Scan the data below for the string "good". Copy every line where it appears.

── RECORDS

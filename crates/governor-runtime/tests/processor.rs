//! End-to-end tests of the processor loop against real (short) timers.

use async_trait::async_trait;
use parking_lot::Mutex;
use std::collections::{BTreeMap, HashSet};
use std::sync::Arc;
use std::time::Duration;
use tokio::sync::Semaphore;

use governor_core::{
    ApiLimits, Cascade, CascadeId, CascadeSpec, CascadeStatus, ClientConfig, GovernorConfig,
};
use governor_runtime::{
    Governor, GovernorClient, JsonFileSink, StepError, StepExecutor,
};

/// Records every call; fails any (cascade name, api) listed in `failing`.
#[derive(Default)]
struct RecordingExecutor {
    calls: Mutex<Vec<(String, String)>>,
    failing: HashSet<(String, String)>,
}

impl RecordingExecutor {
    fn failing(pairs: &[(&str, &str)]) -> Self {
        Self {
            failing: pairs
                .iter()
                .map(|(c, a)| (c.to_string(), a.to_string()))
                .collect(),
            ..Default::default()
        }
    }

    fn calls(&self) -> Vec<(String, String)> {
        self.calls.lock().clone()
    }
}

#[async_trait]
impl StepExecutor for RecordingExecutor {
    async fn execute(&self, cascade: &Cascade, api: &str) -> Result<(), StepError> {
        let key = (cascade.spec.name.clone(), api.to_string());
        self.calls.lock().push(key.clone());
        if self.failing.contains(&key) {
            return Err(StepError::failed(api, "upstream returned 500"));
        }
        Ok(())
    }
}

/// Blocks every step until a permit is released.
struct GatedExecutor {
    gate: Semaphore,
}

#[async_trait]
impl StepExecutor for GatedExecutor {
    async fn execute(&self, _cascade: &Cascade, _api: &str) -> Result<(), StepError> {
        let permit = self
            .gate
            .acquire()
            .await
            .map_err(|e| StepError::Internal(e.to_string()))?;
        permit.forget();
        Ok(())
    }
}

/// Panics on every step of a cascade named `bad`.
struct PanickingExecutor;

#[async_trait]
impl StepExecutor for PanickingExecutor {
    async fn execute(&self, cascade: &Cascade, api: &str) -> Result<(), StepError> {
        if cascade.spec.name == "bad" {
            panic!("executor bug while calling {}", api);
        }
        Ok(())
    }
}

fn fast_config() -> GovernorConfig {
    let mut config = GovernorConfig::default();
    config.processor.poll_interval = Duration::from_millis(10);
    config.processor.pause_backoff = Duration::from_millis(20);
    config.telemetry.interval = Duration::from_secs(3600);
    config
}

async fn wait_for<F>(governor: &Governor, id: &CascadeId, done: F) -> CascadeStatus
where
    F: Fn(&CascadeStatus) -> bool,
{
    tokio::time::timeout(Duration::from_secs(5), async {
        loop {
            if let Some(status) = governor.status(id).await {
                if done(&status) {
                    return status;
                }
            }
            tokio::time::sleep(Duration::from_millis(5)).await;
        }
    })
    .await
    .unwrap_or_else(|_| panic!("cascade {} never reached expected state", id))
}

async fn wait_terminal(governor: &Governor, id: &CascadeId) -> CascadeStatus {
    wait_for(governor, id, CascadeStatus::is_terminal).await
}

#[tokio::test]
async fn test_cascade_steps_run_in_declaration_order() {
    let executor = Arc::new(RecordingExecutor::default());
    let governor = Governor::new(fast_config(), executor.clone());
    let handle = governor.start();

    let id = governor
        .submit(CascadeSpec::new("grant_sync", ["github", "airtable", "charityapi"]))
        .unwrap();
    let status = wait_terminal(&governor, &id).await;
    handle.shutdown().await;

    assert!(matches!(status, CascadeStatus::Completed { .. }));
    let apis: Vec<_> = executor.calls().into_iter().map(|(_, api)| api).collect();
    assert_eq!(apis, vec!["github", "airtable", "charityapi"]);

    let snapshot = governor.snapshot();
    assert_eq!(snapshot.requests_approved, 3);
    assert_eq!(snapshot.cascade_successes, 3);
    assert_eq!(snapshot.cascades.completed, 1);
}

#[tokio::test]
async fn test_step_failure_truncates_remaining_steps() {
    let executor = Arc::new(RecordingExecutor::failing(&[("enrich", "airtable")]));
    let governor = Governor::new(fast_config(), executor.clone());
    let handle = governor.start();

    let id = governor
        .submit(CascadeSpec::new("enrich", ["github", "airtable", "openai"]))
        .unwrap();
    let status = wait_terminal(&governor, &id).await;
    handle.shutdown().await;

    match status {
        CascadeStatus::Failed { api, reason, .. } => {
            assert_eq!(api, "airtable");
            assert!(reason.contains("upstream returned 500"));
        }
        other => panic!("expected failure, got {:?}", other),
    }

    // openai is never asked for or called
    assert_eq!(executor.calls().len(), 2);
    let snapshot = governor.snapshot();
    assert_eq!(snapshot.requests_approved, 2);
    assert_eq!(snapshot.cascade_successes, 1);
    assert_eq!(snapshot.cascade_failures, 1);
    assert_eq!(snapshot.cascades.failed, 1);
}

#[tokio::test]
async fn test_rate_limited_cascades_fail_fast() {
    let mut config = fast_config();
    config.apis = BTreeMap::from([("github".to_string(), ApiLimits::new(60, 5))]);
    // Rate-limit denials count as failures; keep them from pausing intake.
    config.processor.health.failure_rate_ceiling = 1.0;

    let executor = Arc::new(RecordingExecutor::default());
    let governor = Governor::new(config, executor.clone());
    let handle = governor.start();

    let ids: Vec<_> = (0..20)
        .map(|i| {
            governor
                .submit(CascadeSpec::new(format!("burst_{}", i), ["github"]))
                .unwrap()
        })
        .collect();

    let mut completed = 0;
    let mut rate_limited = 0;
    for id in &ids {
        match wait_terminal(&governor, id).await {
            CascadeStatus::Completed { .. } => completed += 1,
            CascadeStatus::Failed { reason, .. } if reason == "rate limit exceeded" => {
                rate_limited += 1
            }
            other => panic!("unexpected status {:?}", other),
        }
    }
    handle.shutdown().await;

    assert!(completed <= 5);
    assert!(rate_limited >= 15);
    assert_eq!(completed + rate_limited, 20);
    assert_eq!(executor.calls().len(), completed);

    let snapshot = governor.snapshot();
    assert!(snapshot.requests_approved <= 5);
    assert!(snapshot.rate_limit_blocks >= 15);
    assert_eq!(snapshot.api_utilization["github"], 100.0);
}

#[tokio::test]
async fn test_active_ceiling_requeues_under_backpressure() {
    let mut config = fast_config();
    config.processor.health.max_active_cascades = 1;

    let executor = Arc::new(GatedExecutor {
        gate: Semaphore::new(0),
    });
    let governor = Governor::new(config, executor.clone());
    let handle = governor.start();

    let first = governor
        .submit(CascadeSpec::new("first", ["github"]))
        .unwrap();
    let second = governor
        .submit(CascadeSpec::new("second", ["github"]))
        .unwrap();

    wait_for(&governor, &first, |s| matches!(s, CascadeStatus::Active { .. })).await;
    let waiting = wait_for(&governor, &second, |s| {
        matches!(s, CascadeStatus::Queued { requeues, .. } if *requeues >= 1)
    })
    .await;

    assert!(matches!(
        waiting,
        CascadeStatus::Queued {
            last_dequeued_at: Some(_),
            ..
        }
    ));
    assert_eq!(governor.active_cascades(), 1);
    assert!(governor.is_paused());

    executor.gate.add_permits(2);

    assert!(matches!(
        wait_terminal(&governor, &first).await,
        CascadeStatus::Completed { .. }
    ));
    assert!(matches!(
        wait_terminal(&governor, &second).await,
        CascadeStatus::Completed { .. }
    ));
    handle.shutdown().await;

    let snapshot = governor.snapshot();
    assert_eq!(snapshot.cascades.peak_active, 1);
    assert!(snapshot.cascades.requeued >= 1);
    assert_eq!(snapshot.cascades.completed, 2);
}

#[tokio::test]
async fn test_panicking_step_releases_active_slot() {
    let mut config = fast_config();
    config.processor.health.max_active_cascades = 1;

    let governor = Governor::new(config, Arc::new(PanickingExecutor));
    let handle = governor.start();

    let bad = governor.submit(CascadeSpec::new("bad", ["github"])).unwrap();
    match wait_terminal(&governor, &bad).await {
        CascadeStatus::Failed { api, reason, .. } => {
            assert_eq!(api, "github");
            assert!(reason.contains("panicked"));
        }
        other => panic!("expected failure, got {:?}", other),
    }

    let good = governor.submit(CascadeSpec::new("good", ["github"])).unwrap();
    assert!(matches!(
        wait_terminal(&governor, &good).await,
        CascadeStatus::Completed { .. }
    ));
    handle.shutdown().await;

    assert_eq!(governor.active_cascades(), 0);
    let snapshot = governor.snapshot();
    assert_eq!(snapshot.cascades.failed, 1);
    assert_eq!(snapshot.cascades.completed, 1);
    assert_eq!(snapshot.cascade_failures, 1);
}

#[tokio::test(flavor = "multi_thread", worker_threads = 4)]
async fn test_status_never_disappears_while_cascades_finish() {
    let governor = Governor::new(fast_config(), Arc::new(RecordingExecutor::default()));
    let handle = governor.start();

    let ids: Vec<_> = (0..10)
        .map(|i| {
            governor
                .submit(CascadeSpec::new(format!("watched_{}", i), ["github"]))
                .unwrap()
        })
        .collect();

    let watchers: Vec<_> = ids
        .into_iter()
        .map(|id| {
            let governor = governor.clone();
            tokio::spawn(async move {
                tokio::time::timeout(Duration::from_secs(5), async {
                    loop {
                        match governor.status(&id).await {
                            Some(status) if status.is_terminal() => return status,
                            Some(_) => tokio::task::yield_now().await,
                            None => panic!("cascade {} has no status", id),
                        }
                    }
                })
                .await
                .expect("cascade never finished")
            })
        })
        .collect();

    for watcher in watchers {
        assert!(matches!(
            watcher.await.unwrap(),
            CascadeStatus::Completed { .. }
        ));
    }
    handle.shutdown().await;

    let snapshot = governor.snapshot();
    assert_eq!(snapshot.cascades.completed, 10);
    assert!(snapshot.cascades.retained <= 10);
}

#[tokio::test]
async fn test_failing_cascade_does_not_block_others_on_same_api() {
    let mut config = fast_config();
    config.circuit_breaker.failure_threshold = 1;

    let executor = Arc::new(RecordingExecutor::failing(&[("flaky", "openai")]));
    let governor = Governor::new(config, executor.clone());
    let handle = governor.start();

    let flaky = governor
        .submit(CascadeSpec::new("flaky", ["openai"]))
        .unwrap();
    wait_terminal(&governor, &flaky).await;

    let healthy = governor
        .submit(CascadeSpec::new("healthy", ["openai"]))
        .unwrap();
    let status = wait_terminal(&governor, &healthy).await;
    handle.shutdown().await;

    assert!(matches!(status, CascadeStatus::Completed { .. }));

    // The failing pair is open; the healthy pair never saw a failure.
    let decision = governor
        .request_permission(flaky.as_str(), "openai")
        .unwrap();
    assert!(!decision.allowed);
    assert_eq!(decision.reason, "circuit breaker open");
    assert_eq!(governor.snapshot().circuit_breakers.open, 1);
}

#[tokio::test]
async fn test_shutdown_writes_final_metrics_file() {
    let dir = std::env::temp_dir().join(format!("cascade-governor-it-{}", std::process::id()));
    let path = dir.join("cascade_governor.json");

    let executor = Arc::new(RecordingExecutor::default());
    let mut governor = Governor::new(fast_config(), executor);
    governor.add_sink(Arc::new(JsonFileSink::new(&path)));
    let handle = governor.start();

    let id = governor
        .submit(CascadeSpec::new("report", ["perplexity"]))
        .unwrap();
    wait_terminal(&governor, &id).await;
    handle.shutdown().await;

    let written = std::fs::read_to_string(&path).unwrap();
    let json: serde_json::Value = serde_json::from_str(&written).unwrap();
    assert_eq!(json["requests_approved"], 1);
    assert_eq!(json["cascade_successes"], 1);
    assert_eq!(json["success_rate"], 1.0);
    assert!(json["cascades"]["retained"].is_u64());
    assert!(json["timestamp"].is_string());

    let _ = std::fs::remove_dir_all(&dir);
}

#[tokio::test]
async fn test_client_fails_open_once_governor_stops() {
    let governor = Governor::new(fast_config(), Arc::new(RecordingExecutor::default()));
    let client = GovernorClient::new(Arc::new(governor.transport()), ClientConfig::default());

    let handle = governor.start();
    let id = client
        .submit(&CascadeSpec::new("via_client", ["github"]))
        .await
        .unwrap();
    wait_terminal(&governor, &id).await;
    handle.shutdown().await;

    let decision = client.request_permission(id.as_str(), "github").await.unwrap();
    assert!(decision.allowed);
    assert_ne!(decision.reason, "approved");

    assert!(client
        .submit(&CascadeSpec::new("too_late", ["github"]))
        .await
        .is_err());
}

────

RESULT OF THIS EXERCISE ->
    let good = governor.submit(CascadeSpec::new("good", ["github"])).unwrap();
        wait_terminal(&governor, &good).await,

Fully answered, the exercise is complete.